- Supreme Court of the United States

Argued February 26, 1969 Decided April 22, 1969
- Full case name: Frazier v. Cupp
- Citations: 394 U.S. 731 (more) 89 S. Ct. 1420; 22 L. Ed. 2d 684

Holding
- On its own, police deception in interrogations did not automatically constitute misconduct.

Court membership
- Chief Justice Earl Warren Associate Justices Hugo Black · William O. Douglas John M. Harlan II · William J. Brennan Jr. Potter Stewart · Byron White Abe Fortas · Thurgood Marshall

Case opinion
- Majority: Marshall, joined by Warren, Black, Douglas, Harlan, Brennan, Stewart, White
- Fortas took no part in the consideration or decision of the case.

Laws applied
- U.S. Const. amend. VI

= Frazier v. Cupp =

Frazier v. Cupp, 394 U.S. 731 (1969), was a United States Supreme Court case that affirmed the legality of deceptive interrogation tactics by the police.

==Background==
Acting on a tip, police picked up and interrogated Martin E. Frazier, a 20-year-old U.S. Marine, about his possible involvement in the murder of Russell Anton Marleau. Frazier, along with his cousin, Jerry Lee Rawls, were seen at a bar with the victim before the murder.

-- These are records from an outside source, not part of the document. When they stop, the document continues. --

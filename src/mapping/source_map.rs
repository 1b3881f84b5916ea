//! Source-map backed position mapping for generated code.
//!
//! The `mappings` field of a v3 source map is decoded into per-line segments,
//! then coalesced into ranges where generated and original text are
//! byte-identical. Inside such a range translation is exact; elsewhere a
//! position snaps to the nearest preceding mapped segment.

use std::sync::Arc;

use tower_lsp::lsp_types::{Position, Url};

use super::DocumentMapper;
use crate::document::LineIndex;
use crate::error::{Error, Result};

const BASE64: &[u8; 64] = b"ABCDEFGHIJKLMNOPQRSTUVWXYZabcdefghijklmnopqrstuvwxyz0123456789+/";

/// One decoded segment. Lines and columns are zero-based.
#[derive(Debug, Clone, Copy, PartialEq, Eq)]
pub struct Segment {
    pub generated_column: u32,
    /// `(line, column)` in the original text; `None` for unmapped code.
    pub source: Option<(u32, u32)>,
}

/// A span where generated and original text are identical.
#[derive(Debug, Clone, Copy, PartialEq, Eq)]
pub struct MappedRange {
    pub generated: usize,
    pub original: usize,
    pub len: usize,
}

impl MappedRange {
    fn contains_generated(&self, offset: usize) -> bool {
        offset >= self.generated && offset <= self.generated + self.len
    }

    fn contains_original(&self, offset: usize) -> bool {
        offset >= self.original && offset <= self.original + self.len
    }
}

fn base64_value(byte: u8) -> Option<i64> {
    BASE64.iter().position(|&b| b == byte).map(|v| v as i64)
}

fn decode_vlq(field: &[u8], values: &mut Vec<i64>) -> Result<()> {
    let mut value = 0i64;
    let mut shift = 0u32;
    for &byte in field {
        let digit = base64_value(byte)
            .ok_or_else(|| Error::SourceMap(format!("invalid base64 digit `{}`", byte as char)))?;
        if shift > 60 {
            return Err(Error::SourceMap("VLQ value overflows".to_string()));
        }
        value += (digit & 31) << shift;
        if digit & 32 != 0 {
            shift += 5;
            continue;
        }
        let negative = value & 1 == 1;
        value >>= 1;
        values.push(if negative { -value } else { value });
        value = 0;
        shift = 0;
    }
    if shift != 0 {
        return Err(Error::SourceMap("truncated VLQ value".to_string()));
    }
    Ok(())
}

fn non_negative(value: i64, what: &str) -> Result<u32> {
    u32::try_from(value).map_err(|_| Error::SourceMap(format!("negative {what}: {value}")))
}

/// Decode a `mappings` string into one segment list per generated line.
pub fn decode_mappings(mappings: &str) -> Result<Vec<Vec<Segment>>> {
    let mut lines = Vec::new();
    // Source fields are relative to the previous segment across the whole map.
    let (mut source_index, mut source_line, mut source_column) = (0i64, 0i64, 0i64);

    for line in mappings.split(';') {
        let mut segments = Vec::new();
        let mut generated_column = 0i64;
        let mut values = Vec::with_capacity(5);

        for field in line.split(',').filter(|f| !f.is_empty()) {
            values.clear();
            decode_vlq(field.as_bytes(), &mut values)?;
            generated_column += values[0];
            let source = match values.len() {
                1 => None,
                4 | 5 => {
                    source_index += values[1];
                    source_line += values[2];
                    source_column += values[3];
                    non_negative(source_index, "source index")?;
                    Some((
                        non_negative(source_line, "source line")?,
                        non_negative(source_column, "source column")?,
                    ))
                }
                n => return Err(Error::SourceMap(format!("segment with {n} fields"))),
            };
            segments.push(Segment {
                generated_column: non_negative(generated_column, "generated column")?,
                source,
            });
        }

        segments.sort_by_key(|s| s.generated_column);
        lines.push(segments);
    }

    Ok(lines)
}

fn encode_vlq(value: i64, out: &mut String) {
    let mut vlq = if value < 0 { ((-value) << 1) | 1 } else { value << 1 };
    loop {
        let mut digit = vlq & 31;
        vlq >>= 5;
        if vlq > 0 {
            digit |= 32;
        }
        out.push(BASE64[digit as usize] as char);
        if vlq == 0 {
            break;
        }
    }
}

/// Incrementally encodes a single-source `mappings` string.
#[derive(Debug, Default)]
pub struct MappingsBuilder {
    out: String,
    line: u32,
    line_has_segment: bool,
    generated_column: i64,
    source_line: i64,
    source_column: i64,
}

impl MappingsBuilder {
    pub fn new() -> Self {
        Self::default()
    }

    /// Add a segment. Segments must be added in generated order.
    pub fn add(&mut self, generated: Position, source: Option<Position>) {
        while self.line < generated.line {
            self.out.push(';');
            self.line += 1;
            self.line_has_segment = false;
            self.generated_column = 0;
        }
        if self.line_has_segment {
            self.out.push(',');
        }
        self.line_has_segment = true;

        encode_vlq(generated.character as i64 - self.generated_column, &mut self.out);
        self.generated_column = generated.character as i64;

        if let Some(source) = source {
            encode_vlq(0, &mut self.out);
            encode_vlq(source.line as i64 - self.source_line, &mut self.out);
            encode_vlq(source.character as i64 - self.source_column, &mut self.out);
            self.source_line = source.line as i64;
            self.source_column = source.character as i64;
        }
    }

    pub fn finish(self) -> String {
        self.out
    }
}

#[derive(Debug, Clone, Copy)]
struct MappedPoint {
    generated: usize,
    original: usize,
}

/// Maps generated code back to the fragment it was produced from, then through
/// `parent` to the document the editor sees.
pub struct SourceMapDocumentMapper {
    generated: Arc<LineIndex>,
    original: Arc<LineIndex>,
    parent: Arc<dyn DocumentMapper>,
    /// Mapped segments in generated order.
    points: Vec<MappedPoint>,
    ranges: Vec<MappedRange>,
}

impl std::fmt::Debug for SourceMapDocumentMapper {
    fn fmt(&self, f: &mut std::fmt::Formatter<'_>) -> std::fmt::Result {
        f.debug_struct("SourceMapDocumentMapper")
            .field("points", &self.points.len())
            .field("ranges", &self.ranges)
            .finish_non_exhaustive()
    }
}

impl SourceMapDocumentMapper {
    /// Build a mapper from a `mappings` string. `generated` is the generated
    /// text and `original` the text the map points into.
    pub fn new(
        generated: Arc<LineIndex>,
        original: Arc<LineIndex>,
        mappings: &str,
        parent: Arc<dyn DocumentMapper>,
    ) -> Result<Self> {
        let lines = decode_mappings(mappings)?;
        let (points, ranges) = coalesce(&lines, &generated, &original);
        Ok(Self {
            generated,
            original,
            parent,
            points,
            ranges,
        })
    }

    pub fn ranges(&self) -> &[MappedRange] {
        &self.ranges
    }

    /// Generated offset to original offset.
    pub fn offset_to_original(&self, offset: usize) -> usize {
        let index = self.ranges.partition_point(|r| r.generated <= offset);
        if let Some(range) = index.checked_sub(1).map(|i| self.ranges[i]) {
            if range.contains_generated(offset) {
                return range.original + (offset - range.generated);
            }
        }

        let index = self.points.partition_point(|p| p.generated <= offset);
        index
            .checked_sub(1)
            .or(if self.points.is_empty() { None } else { Some(0) })
            .map_or(0, |i| self.points[i].original)
    }

    /// Original offset to generated offset.
    pub fn offset_to_generated(&self, offset: usize) -> usize {
        if let Some(range) = self.ranges.iter().find(|r| r.contains_original(offset)) {
            return range.generated + (offset - range.original);
        }

        let preceding = self
            .points
            .iter()
            .filter(|p| p.original <= offset)
            .fold(None::<MappedPoint>, |best, p| match best {
                Some(b) if b.original >= p.original => Some(b),
                _ => Some(*p),
            });
        preceding
            .or_else(|| self.points.first().copied())
            .map_or(0, |p| p.generated)
    }
}

impl DocumentMapper for SourceMapDocumentMapper {
    fn to_original(&self, generated: Position) -> Position {
        let offset = self.generated.position_to_offset(generated);
        let original = self
            .original
            .offset_to_position(self.offset_to_original(offset));
        self.parent.to_original(original)
    }

    fn to_generated(&self, original: Position) -> Position {
        let local = self.parent.to_generated(original);
        let offset = self.original.position_to_offset(local);
        self.generated
            .offset_to_position(self.offset_to_generated(offset))
    }

    fn is_in_generated(&self, original: Position) -> bool {
        self.parent.is_in_generated(original)
    }

    fn generated_url(&self) -> Option<&Url> {
        self.parent.generated_url()
    }
}

/// Resolve segments to offsets and merge runs of identical text.
fn coalesce(
    lines: &[Vec<Segment>],
    generated: &LineIndex,
    original: &LineIndex,
) -> (Vec<MappedPoint>, Vec<MappedRange>) {
    let generated_text = generated.source().as_bytes();
    let original_text = original.source().as_bytes();
    let mut points = Vec::new();
    let mut ranges: Vec<MappedRange> = Vec::new();

    for (line, segments) in lines.iter().enumerate() {
        if line >= generated.line_count() {
            break;
        }
        let line_end = generated
            .line_starts()
            .get(line + 1)
            .copied()
            .unwrap_or(generated_text.len());

        for (i, segment) in segments.iter().enumerate() {
            let Some((source_line, source_column)) = segment.source else {
                continue;
            };
            let g = generated.position_to_offset(Position::new(line as u32, segment.generated_column));
            let o = original.position_to_offset(Position::new(source_line, source_column));
            points.push(MappedPoint {
                generated: g,
                original: o,
            });

            let limit = segments
                .get(i + 1)
                .map(|next| {
                    generated.position_to_offset(Position::new(line as u32, next.generated_column))
                })
                .unwrap_or(line_end)
                .max(g);
            let len = generated_text[g..limit]
                .iter()
                .zip(original_text.get(o..).unwrap_or_default())
                .take_while(|(a, b)| a == b)
                .count();
            let len = floor_char_boundary(generated.source(), g + len) - g;

            match ranges.last_mut() {
                Some(prev) if prev.generated + prev.len == g && prev.original + prev.len == o => {
                    prev.len += len;
                }
                _ => ranges.push(MappedRange {
                    generated: g,
                    original: o,
                    len,
                }),
            }
        }
    }

    (points, ranges)
}

fn floor_char_boundary(text: &str, offset: usize) -> usize {
    let mut offset = offset.min(text.len());
    while !text.is_char_boundary(offset) {
        offset -= 1;
    }
    offset
}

During the interrogation, police falsely informed Frazier that Rawls had already confessed and implicated him in the murder. Frazier denied any involvement in the crime and suggested speaking with an attorney, but police continued to question him. Police elicited a confession, which was used against him at trial.

Frazier was convicted of the murder of Russell Anton Marleau. Rawls pleaded guilty to the same offense.

==Arguments during appeal==
Frazier appealed his conviction to the United States Supreme Court on three main points.

1. The defense argued Frazier was denied his Sixth Amendment right to cross-examine the prosecution's witness, Rawls, because Rawls refused to answer questions after the prosecution referenced elements from his prior statements to police.
2. The defense claimed, under Escobedo v. Illinois and Miranda v. Arizona, Frazier was denied his right to counsel during his interrogation because questioning continued after he suggested speaking with an attorney. The defense also claimed Frazier's confession was involuntary and should have been suppressed.
3. The defense argued evidence used against Frazier was obtained during an illegal search of a gym bag used jointly by Frazier and Rawls.

==Decision==
1. The Court stated the trial judge followed necessary protocol by instructing the jury to disregard the references to Rawls's statements. The Court agreed the prosecution did not emphasize Rawls's statements over other evidence and the statements alone were not "touted to the jury as a crucial part of the prosecution's case".
2. The Court ruled Frazier did not formally request an attorney, as required for Escobedo v. Illinois to apply, and Miranda v. Arizona did not apply because the original trial took place in 1965, one year before Miranda. The Court also ruled that the statement, on its own, did not render the confession involuntary based on a "totality of the circumstances" view.
3. The Court dismissed the illegal search argument, citing consent was legally obtained from Rawls and his mother. The Court ruled Rawls, a co-owner of the gym bag, was authorized to give consent to search the bag, even though items in certain compartments of the bag belonged to Frazier.

The Court stated:
The fact that the police misrepresented the statements that Rawls had made is, while relevant, insufficient, in our view, to make this otherwise voluntary confession inadmissible.

==Subsequent history==
Later case law has interpreted Frazier v. Cupp as the case permitting police deception during interrogations. The language of the ruling did not specifically state which forms of police deception were acceptable, but the ruling provided a precedent for a confession being voluntary even though deceptive tactics were used.